Dare I say that Christmas can be competitive? When it comes to bidding on Christmas decorations at auction, yes, a good-natured biddy frenzy can erupt over a single ornament.
There’s a big market for vintage Christmas collectibles, and I bet some people are unpacking their boxes right now, getting ready to decorate their homes right after Thanksgiving. Not only will the outside of their homes be decorated, the inside will look like a winter wonderland with everything from Santa Claus and reindeer figurines, bells, sleighs, nutcrackers, nativity scenes and villages to Coca-Cola Christmas advertising, vinyl records, holiday-themed dishes, hand towels, hummels and more.
There’s a lot of nostalgia associated with these decorations, which is why I think people get competitive when bidding for them.

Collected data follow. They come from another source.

//! CLI command definitions using clap.
//!
//! Defines the main CLI structure and subcommands:
//! - add: stage a script
//! - execute: batch and dispatch staged work
//! - config: show or change config.yaml
//! - reset: move submitted work back to stage
//! - status: counts per area
//! - run-tasklist: execute one task-list (used by submission scripts)

use clap::{Parser, Subcommand, ValueEnum};
use std::path::PathBuf;

/// jobctl - A file-system job queue for local and cluster execution
#[derive(Parser, Debug)]
#[command(name = "jobctl")]
#[command(author, version, about, long_about = None)]
pub struct Cli {
    /// Job folder root (default: $JOB_FOLDER or ~/.jobfolder)
    #[arg(long, global = true)]
    pub job_folder: Option<PathBuf>,

    /// Verbose output
    #[arg(short, long, global = true)]
    pub verbose: bool,

    /// Subcommand to execute
    #[command(subcommand)]
    pub command: Commands,
}

impl Cli {
    /// Check if verbose mode is enabled
    pub fn is_verbose(&self) -> bool {
        self.verbose
    }
}

/// Main subcommands
#[derive(Subcommand, Debug)]
pub enum Commands {
    /// Stage the contents of a script file as a new task
    #[command(visible_alias = "a")]
    Add {
        /// Script whose contents become the task
        script: PathBuf,

        /// Working directory the script runs in
        cwd: PathBuf,

        /// Estimated runtime in seconds
        #[arg(allow_hyphen_values = true)]
        eta: String,
    },

    /// Batch all staged tasks and dispatch them to the configured backend
    #[command(visible_alias = "e")]
    Execute {
        /// Return after submission instead of waiting for the jobs
        #[arg(short, long)]
        detach: bool,
    },

    /// Show the configuration, one key, or set a key
    #[command(visible_alias = "c")]
    Config {
        /// Dotted key path, e.g. ncpus or bwuni.nodes
        key: Option<String>,

        /// New value for the key
        value: Option<String>,
    },

    /// Move submitted work back to stage
    #[command(
        visible_alias = "r",
        after_help = "A plain reset retires succeeded tasks and restages never-started tasks that no \
                      task-list in tasklists/ refers to. Tasks still listed by a task-list (for example \
                      after a driver was killed between batching and running, or a failed task-list left \
                      by execute) stay put. Use `reset hard` once nothing is running any more to restage \
                      them and clear tasklists/."
    )]
    Reset {
        /// `hard` restages every unsuccessful task and clears all task-lists
        #[arg(value_enum)]
        mode: Option<ResetMode>,
    },

    /// Show task counts per area and state
    #[command(visible_alias = "s")]
    Status,

    /// Execute a task-list manifest on this machine
    RunTasklist {
        /// Manifest file under tasklists/
        manifest: PathBuf,

        /// Worker count (default: $SLURM_CPUS_ON_NODE or all CPUs)
        #[arg(long)]
        cpus: Option<usize>,
    },
}

/// Reset strength
#[derive(ValueEnum, Clone, Copy, Debug, PartialEq, Eq)]
pub enum ResetMode {
    Hard,
}

#[cfg(test)]
mod tests {
    use super::*;
    use clap::CommandFactory;

    #[test]
    fn test_parse_add() {
        let cli = Cli::try_parse_from(["jobctl", "a", "run.sh", "/tmp", "3600"]).unwrap();
        match cli.command {
            Commands::Add { script, cwd, eta } => {
                assert_eq!(script, PathBuf::from("run.sh"));
                assert_eq!(cwd, PathBuf::from("/tmp"));
                assert_eq!(eta, "3600");
            }
            other => panic!("unexpected command: {other:?}"),
        }
    }

    #[test]
    fn test_negative_eta_reaches_validation() {
        let cli = Cli::try_parse_from(["jobctl", "add", "run.sh", "/tmp", "-5"]).unwrap();
        assert!(matches!(cli.command, Commands::Add { eta, .. } if eta == "-5"));
    }

    #[test]
    fn test_parse_reset_modes() {
        let cli = Cli::try_parse_from(["jobctl", "r"]).unwrap();
        assert!(matches!(cli.command, Commands::Reset { mode: None }));
        let cli = Cli::try_parse_from(["jobctl", "reset", "hard"]).unwrap();
        assert!(matches!(cli.command, Commands::Reset { mode: Some(ResetMode::Hard) }));
        assert!(Cli::try_parse_from(["jobctl", "reset", "soft"]).is_err());
    }

    #[test]
    fn test_parse_global_options() {
        let cli = Cli::try_parse_from(["jobctl", "e", "--detach", "-v", "--job-folder", "/data/jobs"]).unwrap();
        assert!(cli.is_verbose());
        assert_eq!(cli.job_folder, Some(PathBuf::from("/data/jobs")));
        assert!(matches!(cli.command, Commands::Execute { detach: true }));
    }

    #[test]
    fn test_reset_help_points_to_hard_mode() {
        let cmd = Cli::command();
        let reset = cmd.find_subcommand("reset").unwrap();
        let help = reset.get_after_help().unwrap().to_string();
        assert!(help.contains("reset hard"));
        assert!(help.contains("never-started"));
    }

    #[test]
    fn test_parse_run_tasklist() {
        let cli = Cli::try_parse_from(["jobctl", "run-tasklist", "/jobs/tasklists/x", "--cpus", "8"]).unwrap();
        match cli.command {
            Commands::RunTasklist { manifest, cpus } => {
                assert_eq!(manifest, PathBuf::from("/jobs/tasklists/x"));
                assert_eq!(cpus, Some(8));
            }
            other => panic!("unexpected command: {other:?}"),
        }
    }

    #[test]
    fn test_parse_config_forms() {
        let cli = Cli::try_parse_from(["jobctl", "c", "bwuni.nodes", "2"]).unwrap();
        match cli.command {
            Commands::Config { key, value } => {
                assert_eq!(key.as_deref(), Some("bwuni.nodes"));
                assert_eq!(value.as_deref(), Some("2"));
            }
            other => panic!("unexpected command: {other:?}"),
        }
    }
}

As with any collectible, rarity and condition will affect the value of collectibles. Some of the antique and vintage collectibles that do well include:
Aluminum Trees: You might be tempted to throw this out, but collectors will pay a pretty penny for these silver, pink and other colored aluminum trees from the 1950s. If you have the rotating electric tree stand, that’s even better!
Tree Ornaments: Thick-blown glass ornaments from Germany, known as a kugel, can date back to the turn of the 20th century and command several hundred dollars at auction. Rare cotton ornaments, such as those made by Heubach, can also realize several hundred dollars at auction. Shiny Brite ornaments, made in America in the late 1940s, sold at Woolworth for as little as 2 cents for a box of six. We’ve seen them sell for $200. Vintage wood and silver ornaments can also do well at auction.

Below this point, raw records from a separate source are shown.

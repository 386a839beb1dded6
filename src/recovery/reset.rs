//! Operator reset of the submitted area.
//!
//! A soft reset retires succeeded tasks and restages never-started tasks that
//! no outstanding manifest refers to. A hard reset assumes nothing is running
//! any more: every unsuccessful task goes back to stage and all task-lists are
//! deleted.

use std::collections::HashSet;
use std::path::PathBuf;

use log::{info, warn};

use crate::error::Result;
use crate::store::{TaskState, TaskStore};

/// Outcome of a reset.
#[derive(Debug, Clone, Default, PartialEq, Eq)]
pub struct ResetReport {
    pub retired: usize,
    pub restaged: usize,
    pub tasklists_removed: usize,
}

/// Recover submitted work back to the stage area.
pub fn reset(store: &TaskStore, hard: bool) -> Result<ResetReport> {
    let referenced = if hard { HashSet::new() } else { referenced_tasks(store)? };
    let mut report = ResetReport::default();

    let submitted: Vec<PathBuf> = store
        .list_submitted()?
        .map(|entry| entry.map(|e| e.path))
        .collect::<Result<_>>()?;

    for task in submitted {
        match store.state(&task) {
            TaskState::Succeeded => {
                store.retire(&task)?;
                report.retired += 1;
            }
            TaskState::NeverStarted if hard || !referenced.contains(&task) => {
                store.restage(&task)?;
                report.restaged += 1;
            }
            TaskState::RunningOrCrashed | TaskState::FinishedFailed if hard => {
                store.restage(&task)?;
                report.restaged += 1;
            }
            _ => {}
        }
    }

    if hard {
        report.tasklists_removed = store.clear_tasklists()?;
    }

    info!(
        "Reset ({}): retired {}, restaged {}, removed {} task-list files",
        if hard { "hard" } else { "soft" },
        report.retired,
        report.restaged,
        report.tasklists_removed
    );
    Ok(report)
}

/// Task paths named by any outstanding manifest.
fn referenced_tasks(store: &TaskStore) -> Result<HashSet<PathBuf>> {
    let mut referenced = HashSet::new();
    for manifest in store.list_tasklists()? {
        match store.read_tasklist(&manifest) {
            Ok(tasks) => referenced.extend(tasks),
            Err(e) => warn!("Skipping unreadable task-list {}: {}", manifest.display(), e),
        }
    }
    Ok(referenced)
}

Nutcrackers: Tchaikovsky’s classic ballet, The Nutcracker, established nutcrackers as a holiday tradition in the late 1800s. While there are so many varieties that can be found in the secondary market, nutcrackers made by Otto Ulbricht and the Steinbach are highly collectible. One-off, hand-made folk art nutcrackers also do well at auction.

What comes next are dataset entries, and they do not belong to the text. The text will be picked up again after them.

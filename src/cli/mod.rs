//! CLI module for jobctl - command-line interface and subcommands.
//!
//! Provides the main entry point with subcommands for staging, execution,
//! configuration and recovery of the job folder.

pub mod commands;

pub use commands::Cli;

Vintage Lights: Holiday light sets were first sold in the mid-1920s, but the lights we most often see are the colorful teardrop-shaped string of lights from the 1950s. Bubble lights, which were introduced in 1946, are also in demand. When buying vintage Christmas lights, look for condition of wiring and bulbs. Make sure they are in safe, operable condition if you plan to use them in your Christmas display.
Unfortunately, many Christmas collectibles that were highly collectible have lost value over the years. Hummels are a good example of this. They’ve flooded the market, but younger buyers have little interest in collecting them.
Don’t let that damper your holiday spirit, though. The most important thing to remember about Christmas or any holiday decorations is that they are meant to help you celebrate with family and friends. And, you can’t put a price on those happy memories.
Erik Hoyer owns EJ’s Auction & Consignment in Glendale.